En memoria de Gustavo Verduzco,
gran académico y estupendo mejor amigo.

Alguien formuló una pregunta retórica: “Pero ¿es apropiado que un presidente encabece una marcha en apoyo a sí mismo?”  La pregunta implicaba que el evento era un absurdo, una demagogia callejera y por “acarreo” y, finalmente, innecesaria.

Históricamente, la toma de la calle y la movilización ciudadana ha sido una política de la izquierda que protesta: maestros, ferrocarrileros, electricistas, estudiantes, la CNTE o las muchas encabezadas por AMLO o los suyos demandando respeto a las reglas de la democracia electoral, como las que arrancaron desde Tabasco pasando por la del desafuero, la toma del Paseo de la Reforma y otras. La derecha también ha marchado por las calles para protestar como ocurrió con la movilización en Monterrey de 1962 contra el libro de texto gratuito, la “Marcha Blanca” de 2004 en demanda de seguridad en una Ciudad de México gobernada entonces por AMLO, o la más reciente: la del 13 de noviembre “en defensa del INE.”
Ni duda cabe que en lo inmediato la marcha del 27 de noviembre (27N) le sirvió a AMLO para reafirmar su posición en la Ciudad de México y como líder nacional popular, carismático y dueño de la iniciativa política en una coyuntura donde ya se perfila la sucesión presidencial de 2024. Sin embargo, el 27N es más que eso, más que una coyuntura: es una manifestación muy visible de la fuerza política acumulada por la izquierda y dirigida por AMLO.

La marcha del domingo 27N le reafirmó a la izquierda la importancia de mostrar de tarde en tarde y fuera del calendario electoral su capacidad de convocatoria y de movilización para demostrar a propios y a extraños que el juego político no es algo donde sólo participan los profesionales y que el carácter de ciudadano implica, entre otros deberes, hacerse presente en momentos clave para empujar los procesos de cambio.

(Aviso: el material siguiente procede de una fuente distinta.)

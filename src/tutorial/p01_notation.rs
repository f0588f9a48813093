//! # Notations and normalisation
//!
//! A formula can be written in two notations. The *symbolic* notation uses one character per
//! operator and is also the canonical form used by the rest of the pipeline:
//!
//! | Operator    | Symbolic | Word      | ASCII alias |
//! |-------------|----------|-----------|-------------|
//! | negation    | `¬`      | `NOT`     | `!`         |
//! | conjunction | `∧`      | `AND`     | `&&`        |
//! | disjunction | `∨`      | `OR`      | `\|\|`      |
//! | implication | `→`      | `IMPLIES` | `=>`        |
//! | equivalence | `↔`      | `IFF`     | `<=>`       |
//!
//! Variables are always single lowercase letters. Word operators are matched as whole words in
//! any letter case, so `not`, `Not` and `NOT` are all negation.
//!
//! ```rust
//! use algoviz_lib_logic::{normalize, Notation};
//!
//! let symbolic = normalize("p and (q or not r)", Notation::Word, Notation::Symbolic);
//! assert_eq!("p ∧ (q ∨ ¬r)", symbolic);
//!
//! let aliases = normalize("!p && q <=> p => q", Notation::Word, Notation::Symbolic);
//! assert_eq!("¬p ∧ q ↔ p → q", aliases);
//!
//! // The opposite direction spells operators as upper-case words.
//! let words = normalize("p ∧ (q ∨ ¬r)", Notation::Symbolic, Notation::Word);
//! assert_eq!("p AND (q OR NOT r)", words);
//! ```
//!
//! Normalisation also canonicalises whitespace: runs of whitespace become a single space, the
//! ends are trimmed and `¬` is attached to its operand. Converting back and forth is therefore
//! not an exact round-trip of the input text, but the operators and operands always survive.
//!
//! Note that symbolic input is not searched for word operators. `p AND q` in symbolic notation
//! stays `p AND q` and later fails to compile, because `A` is not a valid token.
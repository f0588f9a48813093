pub mod targets {
    pub const NORMALIZE: &str = "normalize";
    pub const EXTRACT: &str = "extract";
    pub const COMPILE: &str = "compile";
    pub const EVALUATE: &str = "evaluate";
    pub const TABLE: &str = "table";
}
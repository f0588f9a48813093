use crate::TruthTableError;
use crate::TruthTableError::*;
use std::fmt::{Display, Error, Formatter};

impl Display for TruthTableError {
    fn fmt(&self, f: &mut Formatter<'_>) -> Result<(), Error> {
        match self {
            NoVariablesFound => write!(f, "No variables found in the expression"),
            InvalidToken(c) => write!(f, "Invalid token: {}", c),
            MismatchedParentheses => write!(f, "Mismatched parentheses"),
            InvalidExpression => write!(f, "Invalid expression"),
            UnknownVariable(c) => write!(f, "Variable {} is not assigned a value", c),
            TooManyVariables { found, limit } => write!(
                f,
                "Too many variables: found {}, but at most {} are allowed",
                found, limit
            ),
        }
    }
}

impl std::error::Error for TruthTableError {}

#[cfg(test)]
mod tests {
    use crate::TruthTableError::*;

    #[test]
    fn truth_table_error_print() {
        assert_eq!("No variables found in the expression", NoVariablesFound.to_string());
        assert_eq!("Invalid token: #", InvalidToken('#').to_string());
        assert_eq!("Mismatched parentheses", MismatchedParentheses.to_string());
        assert_eq!("Invalid expression", InvalidExpression.to_string());
        assert_eq!(
            "Too many variables: found 13, but at most 12 are allowed",
            TooManyVariables {
                found: 13,
                limit: 12
            }
            .to_string()
        );
    }
}
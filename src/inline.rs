use std::sync::LazyLock;

use log::warn;
use regex::Regex;

use crate::block::{Style, TextSpan};

static IMAGE_RE: LazyLock<Regex> =
    LazyLock::new(|| Regex::new(r"!\[(.*?)\]\((.*?)\)").expect("valid image regex"));
static LINK_RE: LazyLock<Regex> =
    LazyLock::new(|| Regex::new(r"\[(.*?)\]\((.*?)\)").expect("valid link regex"));

/// Delimiters in the order they are split. `**` has to go before `*`.
const DELIMITERS: [(&str, Style); 5] = [
    ("**", Style::Bold),
    ("~~", Style::Strikethrough),
    ("*", Style::Italic),
    ("_", Style::Italic),
    ("`", Style::Code),
];

/// Split a run of inline markdown into styled spans.
///
/// Delimited styles are applied first, then images, then links. Empty
/// fragments are dropped, so an unmatched delimiter loses the text that
/// follows it.
pub fn tokenize(text: &str) -> Vec<TextSpan> {
    let mut spans = vec![TextSpan::plain(text)];
    for (delimiter, style) in &DELIMITERS {
        spans = split_delimiter(spans, delimiter, style);
    }
    spans = split_markup(spans, &IMAGE_RE, false, Style::Image);
    split_markup(spans, &LINK_RE, true, Style::Link)
}

/// Even pieces are outside the delimiter, odd pieces inside.
fn split_delimiter(spans: Vec<TextSpan>, delimiter: &str, style: &Style) -> Vec<TextSpan> {
    let mut out = Vec::with_capacity(spans.len());
    for span in spans {
        let pieces: Vec<&str> = span.text.split(delimiter).collect();
        if pieces.len() % 2 == 0 {
            warn!(
                "unterminated `{}` in {:?}; trailing text is treated as styled",
                delimiter, span.text
            );
        }
        for (index, piece) in pieces.into_iter().enumerate() {
            if piece.is_empty() {
                continue;
            }
            let styles = if index % 2 == 1 {
                span.styles.with(style.clone())
            } else {
                span.styles.clone()
            };
            out.push(TextSpan::styled(piece, styles));
        }
    }
    out
}

/// Pull `[text](url)`-shaped markup out of each span. With `skip_bang`, a
/// match directly preceded by `!` is left as text.
fn split_markup(
    spans: Vec<TextSpan>,
    pattern: &Regex,
    skip_bang: bool,
    make_style: fn(String) -> Style,
) -> Vec<TextSpan> {
    let mut out = Vec::with_capacity(spans.len());
    for span in spans {
        let text = span.text.as_str();
        let mut search_from = 0;
        let mut emitted_to = 0;
        while let Some(caps) = pattern.captures_at(text, search_from) {
            let Some(whole) = caps.get(0) else { break };
            if skip_bang && text[..whole.start()].ends_with('!') {
                // `[` is one byte, so this stays on a char boundary
                search_from = whole.start() + 1;
                continue;
            }
            let before = &text[emitted_to..whole.start()];
            if !before.is_empty() {
                out.push(TextSpan::styled(before, span.styles.clone()));
            }
            let label = caps.get(1).map_or("", |m| m.as_str());
            let url = caps.get(2).map_or("", |m| m.as_str());
            out.push(TextSpan::styled(
                label,
                span.styles.with(make_style(url.to_string())),
            ));
            emitted_to = whole.end();
            search_from = whole.end();
        }
        let rest = &text[emitted_to..];
        if !rest.is_empty() {
            out.push(TextSpan::styled(rest, span.styles.clone()));
        }
    }
    out
}
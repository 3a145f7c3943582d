use serde::Deserialize;
use std::fs;
use std::io;
use std::path::{Path, PathBuf};

use crate::error::{Error, Result};

static DEFAULT_CONFIG: &str = include_str!("default_config.toml");

#[derive(Debug, Deserialize, Default)]
#[serde(default)]
pub struct Config {
    pub limits: LimitsConfig,
    pub page: PageConfig,
}

#[derive(Debug, Deserialize)]
#[serde(default)]
pub struct LimitsConfig {
    /// Deepest list nesting accepted before conversion fails.
    pub max_list_depth: usize,
}

impl Default for LimitsConfig {
    fn default() -> Self {
        Self { max_list_depth: 32 }
    }
}

#[derive(Debug, Deserialize)]
#[serde(default)]
pub struct PageConfig {
    /// Prefix that replaces the leading `/` of root-relative links.
    pub base_path: String,
    pub template: Option<PathBuf>,
}

impl Default for PageConfig {
    fn default() -> Self {
        Self {
            base_path: "/".to_string(),
            template: None,
        }
    }
}

impl Config {
    /// The configuration bundled with the crate. `build.rs` checks that it
    /// parses as TOML.
    pub fn compiled_default() -> Self {
        toml::from_str(DEFAULT_CONFIG).unwrap_or_default()
    }

    /// Load config from a TOML file, or return the bundled defaults if the
    /// file does not exist.
    pub fn load(path: &Path) -> Result<Self> {
        match fs::read_to_string(path) {
            Ok(content) => toml::from_str(&content).map_err(|source| Error::Config {
                path: path.to_path_buf(),
                source,
            }),
            Err(e) if e.kind() == io::ErrorKind::NotFound => Ok(Self::compiled_default()),
            Err(source) => Err(Error::Io {
                path: path.to_path_buf(),
                source,
            }),
        }
    }
}
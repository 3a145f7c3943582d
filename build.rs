use std::fs;

fn main() {
    // Validate default config at compile time
    let config_path = "src/default_config.toml";
    println!("cargo:rerun-if-changed={}", config_path);

    let content = fs::read_to_string(config_path).expect("Failed to read default_config.toml");

    if let Err(e) = content.parse::<toml::Table>() {
        panic!("Invalid default_config.toml: {}", e);
    }

    // The bundled template must carry both placeholders
    let template_path = "src/default_template.html";
    println!("cargo:rerun-if-changed={}", template_path);

    let template =
        fs::read_to_string(template_path).expect("Failed to read default_template.html");
    for placeholder in ["{{ Title }}", "{{ Content }}"] {
        if !template.contains(placeholder) {
            panic!("default_template.html is missing {}", placeholder);
        }
    }
}
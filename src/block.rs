/// Inline style markers. Links and images carry their target URL.
#[derive(Debug, Clone, PartialEq, Eq)]
pub enum Style {
    Bold,
    Italic,
    Strikethrough,
    Code,
    Link(String),
    Image(String),
}

impl Style {
    /// The HTML tag a span wrapped in this style renders as.
    pub fn tag(&self) -> &'static str {
        match self {
            Style::Bold => "b",
            Style::Italic => "i",
            Style::Strikethrough => "s",
            Style::Code => "code",
            Style::Link(_) => "a",
            Style::Image(_) => "img",
        }
    }
}

/// Nested styles applied to a span, outermost first.
#[derive(Debug, Clone, Default, PartialEq, Eq)]
pub struct StyleStack(Vec<Style>);

impl StyleStack {
    pub fn new() -> Self {
        Self::default()
    }

    /// A copy of this stack with `style` nested innermost.
    pub fn with(&self, style: Style) -> Self {
        let mut styles = self.0.clone();
        styles.push(style);
        Self(styles)
    }

    pub fn is_empty(&self) -> bool {
        self.0.is_empty()
    }

    /// Styles from outermost to innermost.
    pub fn iter(&self) -> std::slice::Iter<'_, Style> {
        self.0.iter()
    }
}

impl From<Vec<Style>> for StyleStack {
    fn from(styles: Vec<Style>) -> Self {
        Self(styles)
    }
}

/// A run of inline text sharing one style stack.
#[derive(Debug, Clone, PartialEq, Eq)]
pub struct TextSpan {
    pub text: String,
    pub styles: StyleStack,
}

impl TextSpan {
    pub fn plain(text: impl Into<String>) -> Self {
        Self::styled(text, StyleStack::new())
    }

    pub fn styled(text: impl Into<String>, styles: impl Into<StyleStack>) -> Self {
        Self {
            text: text.into(),
            styles: styles.into(),
        }
    }

    /// URL of the innermost link or image style, if any.
    pub fn url(&self) -> Option<&str> {
        self.styles.iter().rev().find_map(|style| match style {
            Style::Link(url) | Style::Image(url) => Some(url.as_str()),
            _ => None,
        })
    }
}

/// Which list markers a list block uses.
#[derive(Debug, Clone, Copy, PartialEq, Eq)]
pub enum ListKind {
    Unordered,
    Ordered,
    Mixed,
}

/// Structural type of a block, decided by [`crate::classify`].
#[derive(Debug, Clone, Copy, PartialEq, Eq)]
pub enum BlockType {
    Paragraph,
    Heading(u8),
    Code,
    Quote,
    List(ListKind),
}

impl BlockType {
    pub fn name(&self) -> &'static str {
        match self {
            BlockType::Paragraph => "paragraph",
            BlockType::Heading(_) => "heading",
            BlockType::Code => "code",
            BlockType::Quote => "quote",
            BlockType::List(_) => "list",
        }
    }
}

/// A blank-line delimited chunk of the source with its classification.
#[derive(Debug, Clone, Copy, PartialEq, Eq)]
pub struct Block<'a> {
    pub kind: BlockType,
    pub text: &'a str,
}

La derecha tiene de su lado los recursos materiales: el dinero, las instituciones que manejan las grandes concentraciones de capital, los medios de comunicación, una buena parte del mundo académico e intelectual que elabora las justificaciones, la legitimidad, de la distribución desigual de los bienes y servicios a nivel nacional e internacional. En contraste, la izquierda puede apoyarse en los números, en las mayorías ciudadanas, siempre y cuando logre romper el cerco de hierro construido a lo largo del tiempo por la inercia, las “fuerzas del orden” y los medios e instituciones culturales que legitiman el predominio de los pocos sobre las mayorías.

En el pasado, esa hegemonía cultural analizada por Antonio Gramsci, y que permitió a la minoría dominante y privilegiada imponer su visión del mundo sobre la mayoría dominada, funcionó más o menos bien en México. Sin embargo, la toma del poder gubernamental por el lopezobradorismo rompió ese cerco ideológico y por el boquete se escaparon muchos de los marchistas del 27N y sus simpatizantes. Se trató del inicio de una correlación de fuerzas que apenas está en formación pero que ya controla parte del gobierno y que, desde ahí busca avanzar en la modificación de la verdadera estructura de poder, es decir, del régimen que ha moldeado al México a partir de 1940, tras concluir el cardenismo y el ciclo de la gran transformación generado por la Revolución Mexicana.

El cardenismo de ayer como el lopezobradorismo de hoy, primero se hizo de las riendas del gobierno, desde ahí movilizó a una buena parte de la sociedad campesina de un México predominantemente rural y modificó el futuro de la nación, aunque debido a su brevedad no pudo desarrollar todo su potencial transformador. Hoy quizá el lopezobradorismo pueda disponer de más tiempo y más espacio de los que tuvo Cárdenas en los 1930. En este contexto movilizaciones masivas como la del 27N no son una mera y simple respuesta a una movilización de la derecha en favor del INE o un capricho de AMLO, sino parte de una marcha larga y ambiciosa que busca no sólo dar apoyo a un presidente, sino a un proyecto que lo trascienda para alcanzar un auténtico cambio pacífico de régimen.